The study presented in Chapter 4 utilized a microRNA microarrays to profile the radiation response of ~1200 microRNA to identify those associated with radiosensitivity. MicroRNA are small, non-coding RNA which can preferentially target specific mRNA through complementary sequences and regulate protein expression by inhibiting translation of these target mRNA. MiR-335 was selected for follow-up study because it was regulated in an ATM dependent manner after irradiation, which suggested it may play a role in the DDR. Interestingly, miR-335 was also overexpressed in two radiosensitive cell lines of unknown etiology, RS7 and RS73, which further suggested a link to radiosensitivity and the DDR. I demonstrated that miR-335 modulates the DDR by targeting CtIP protein levels, a protein involved in end resection and cell checkpoint signaling, leading to disrupted BRCA1 focus formation and radiosensitization. miR-335 was not an obvious candidate for modulating the radiation response and provides an example for using an unbiased, `candidate gene', approach to identify novel molecules and mechanisms in the DDR and in human radiosensitivity.

In Chapter 5, I describe another unbiased `candidate gene' approach which utilized exome sequencing to associate a mutation in the mitochondrial poly-A-polymerase, MTPAP, with radiosensitivity in two siblings from an Amish family. MTPAP was also not an obvious candidate for radiosensitization and was one of many variants identified in the patients studied. I demonstrated a causal link between MTPAP and radiosensitivity by rescuing the radiosensitivity and DNA DSB repair defects observed in the two siblings, RS63-3 and RS63-7, by transfecting WT MTPAP into the patients' cells. Further profiling of the radiation response in these cells indicated that a cellular state of oxidative stress, likely induced by mitochondrial dysfunction, resulted in increased DSBs/Gy induction and increased cell death. Reduced clonogenic survival and the DSB repair defect were abrogated by pre-treating the patients' cells with antioxidants, further indicating that oxidative stress played an important role in the radiosensitive cellular phenotype of these patients. The data presented in Chapter 5 suggested that RS63-3 and RS63-7 are an atypical presentation of XCIND and indicated that the current working model of radiosensitivity may need to be broadened to include genes outside of those directly related to recognizing and repairing DSBs (i.e. classical XCIND presentation).
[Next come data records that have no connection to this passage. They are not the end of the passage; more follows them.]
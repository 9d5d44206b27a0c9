//! The in-memory store.

use std::cmp::Ordering;
use std::sync::Arc;

use querykit::{
    value_for_key_path, BackendError, FetchProvider, FetchRequest, Model, QuerySet, Record,
    Records, Schema, SortDescriptor, Value,
};
use tracing::{debug, warn};

use crate::eval::{sort_order, Evaluator};

/// A fetch provider over records held in memory.
///
/// # Example
///
/// ```ignore
/// use std::sync::Arc;
/// use querykit_memory::MemoryStore;
///
/// let store = Arc::new(MemoryStore::new(people));
/// let adults = store.queryset().filter(Person::age().greater_or_equal(18));
/// for person in adults.iter()? {
///     println!("{}", person.name);
/// }
/// ```
#[derive(Debug, Clone, Default)]
pub struct MemoryStore<M> {
    records: Vec<M>,
}

impl<M> MemoryStore<M> {
    /// Creates a store holding the given records.
    #[must_use]
    pub const fn new(records: Vec<M>) -> Self {
        Self { records }
    }

    /// Returns the number of records held.
    #[must_use]
    pub fn len(&self) -> usize {
        self.records.len()
    }

    /// Returns whether the store holds no records.
    #[must_use]
    pub fn is_empty(&self) -> bool {
        self.records.is_empty()
    }
}

impl<M> FromIterator<M> for MemoryStore<M> {
    fn from_iter<I: IntoIterator<Item = M>>(iter: I) -> Self {
        Self::new(iter.into_iter().collect())
    }
}

impl<M: Model + Record + Clone> MemoryStore<M> {
    /// Returns a QuerySet over every record in the store.
    #[must_use]
    pub fn queryset(self: &Arc<Self>) -> QuerySet<M> {
        QuerySet::new(Arc::clone(self) as Arc<dyn FetchProvider<M>>)
    }

    /// Filters and orders the records for a request, before windowing.
    fn select(&self, request: &FetchRequest) -> Result<Vec<&M>, BackendError> {
        if request.entity != M::ENTITY_NAME {
            return Err(BackendError::Rejected(format!(
                "store holds {} records, not {}",
                M::ENTITY_NAME,
                request.entity
            )));
        }

        // Unknown paths fail even when no record would reach them.
        let schema = Schema::of::<M>();
        if let Some(path) = request.key_paths().into_iter().find(|p| !schema.has_key_path(p)) {
            let error = BackendError::UnknownKeyPath(path.to_string());
            log_rejection(&error);
            return Err(error);
        }

        let evaluator = Evaluator::new(request.predicate.as_ref())?;
        let mut selected: Vec<(Vec<Value>, &M)> = Vec::new();
        for record in &self.records {
            if evaluator.matches(record).inspect_err(log_rejection)? {
                let keys = sort_keys(record, &request.sort_descriptors).inspect_err(log_rejection)?;
                selected.push((keys, record));
            }
        }

        // Stable, so equal keys keep insertion order.
        selected.sort_by(|(a, _), (b, _)| compare_keys(a, b, &request.sort_descriptors));

        debug!(
            entity = M::ENTITY_NAME,
            total = self.records.len(),
            matched = selected.len(),
            "evaluated fetch request"
        );

        let limit = request.limit.unwrap_or(usize::MAX);
        Ok(selected
            .into_iter()
            .skip(request.offset)
            .take(limit)
            .map(|(_, record)| record)
            .collect())
    }
}

impl<M: Model + Record + Clone> FetchProvider<M> for MemoryStore<M> {
    fn execute(&self, request: &FetchRequest) -> Result<Records<'_, M>, BackendError> {
        let selected = self.select(request)?;
        Ok(Box::new(selected.into_iter().cloned()))
    }

    fn count(&self, request: &FetchRequest) -> Result<usize, BackendError> {
        Ok(self.select(request)?.len())
    }
}

fn log_rejection(error: &BackendError) {
    warn!(%error, "fetch request rejected");
}

fn sort_keys(record: &dyn Record, descriptors: &[SortDescriptor]) -> Result<Vec<Value>, BackendError> {
    descriptors
        .iter()
        .map(|d| {
            value_for_key_path(record, &d.key)
                .ok_or_else(|| BackendError::UnknownKeyPath(d.key.clone()))
        })
        .collect()
}

fn compare_keys(a: &[Value], b: &[Value], descriptors: &[SortDescriptor]) -> Ordering {
    a.iter()
        .zip(b)
        .zip(descriptors)
        .map(|((x, y), d)| {
            let order = sort_order(x, y);
            if d.ascending {
                order
            } else {
                order.reverse()
            }
        })
        .find(|order| *order != Ordering::Equal)
        .unwrap_or(Ordering::Equal)
}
Chapter 6 summarizes this thesis and presents my concluding thoughts in the context of DNA repair mechanisms, radiosensitivity testing for XCIND and routine oncology patients, and implications for the current working model for human radiosensitivity. I have shown that the neutral comet assay can be rapidly performed on whole blood samples and is an attractive option for radiosensitivity testing in the oncology clinic. The remaining hurdles for translating a functional radiosensitivity assay package to the clinic are discussed and approaches for addressing these hurdles are explored. Unbiased `candidate gene' approaches vs. `candidate pathway' approaches for identifying novel DDR modulating molecules are discussed in the context of the miR-335 overexpressing and MTPAP mutated cells, and molecular tools for following-up candidate gene studies are highlighted. The current working model for XCIND patients assumes that human radiosensitivity stems from defects in DSB recognition or repair genes. The data presented in Chapter 4 and 5 indicate that the current working model for radiosensitization likely needs to be broadened, or a separate category of radiosensitivity patients created, for developing a working model that better describes the spectrum of patients. Chapter 6 discusses the importance and implications of these data for our understanding of the DDR in humans and in the context of the immunologic and neurologic phenotypes observed in many XCIND patients.